--- Records supplied Enclosed Below ---

//! Load Cell Status Validation
//!
//! Range checks rejecting decoded frames whose status fields are
//! structurally valid but semantically impossible.

mod error;
mod validator;

pub use error::ValidationError;
pub use validator::{SanityConfig, SanityValidator, ValidationResult};
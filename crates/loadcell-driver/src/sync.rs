//! Header Synchronization
//!
//! Locates the 3-byte magic in the buffered stream and discards whatever
//! precedes it.

use loadcell_protocol::wire::MAGIC;
use ring_buffer::ByteRingBuffer;

/// Result of one synchronization attempt
#[derive(Debug, Clone, Copy, PartialEq, Eq)]
pub enum SyncOutcome {
    /// Magic now sits at logical offset 0, after skipping `skipped` bytes
    Synced { skipped: usize },
    /// Fewer bytes buffered than the magic is long
    NeedMore,
    /// No magic anywhere; `dropped` garbage bytes were discarded
    Discarded { dropped: usize },
}

/// Logical offset of the first complete magic sequence, if any
pub fn find_magic(ring: &ByteRingBuffer) -> Option<usize> {
    let size = ring.len();
    if size < MAGIC.len() {
        return None;
    }

    (0..=size - MAGIC.len()).find(|&start| {
        MAGIC
            .iter()
            .enumerate()
            .all(|(i, &byte)| ring.get(start + i) == Some(byte))
    })
}

/// Length of the longest proper prefix of the magic that ends the buffer
fn partial_magic_suffix(ring: &ByteRingBuffer) -> usize {
    let size = ring.len();
    (1..MAGIC.len())
        .rev()
        .filter(|&n| n <= size)
        .find(|&n| (0..n).all(|i| ring.get(size - n + i) == Some(MAGIC[i])))
        .unwrap_or(0)
}

/// Bring the buffer into header alignment.
///
/// When no magic is found the whole content is garbage and is dropped,
/// except for a trailing partial magic that the next read may complete.
pub fn sync_to_header(ring: &mut ByteRingBuffer) -> SyncOutcome {
    if ring.len() < MAGIC.len() {
        return SyncOutcome::NeedMore;
    }

    match find_magic(ring) {
        Some(start) => {
            ring.drop_front(start);
            SyncOutcome::Synced { skipped: start }
        }
        None => {
            let dropped = ring.len() - partial_magic_suffix(ring);
            ring.drop_front(dropped);
            SyncOutcome::Discarded { dropped }
        }
    }
}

--- End of Enclosed Records supplied ---

Exercise aim |
From the line containing "When no magic" to the last line of the material, please quote every line exactly and only those.

Result |
/// When no magic is found the whole content is garbage and is dropped,
/// except for a trailing partial magic that the next read may complete.
pub fn sync_to_header(ring: &mut ByteRingBuffer) -> SyncOutcome {
    if ring.len() < MAGIC.len() {
        return SyncOutcome::NeedMore;
    }

    match find_magic(ring) {
        Some(start) => {
            ring.drop_front(start);
            SyncOutcome::Synced { skipped: start }
        }
        None => {
            let dropped = ring.len() - partial_magic_suffix(ring);
            ring.drop_front(dropped);
            SyncOutcome::Discarded { dropped }
        }
    }
}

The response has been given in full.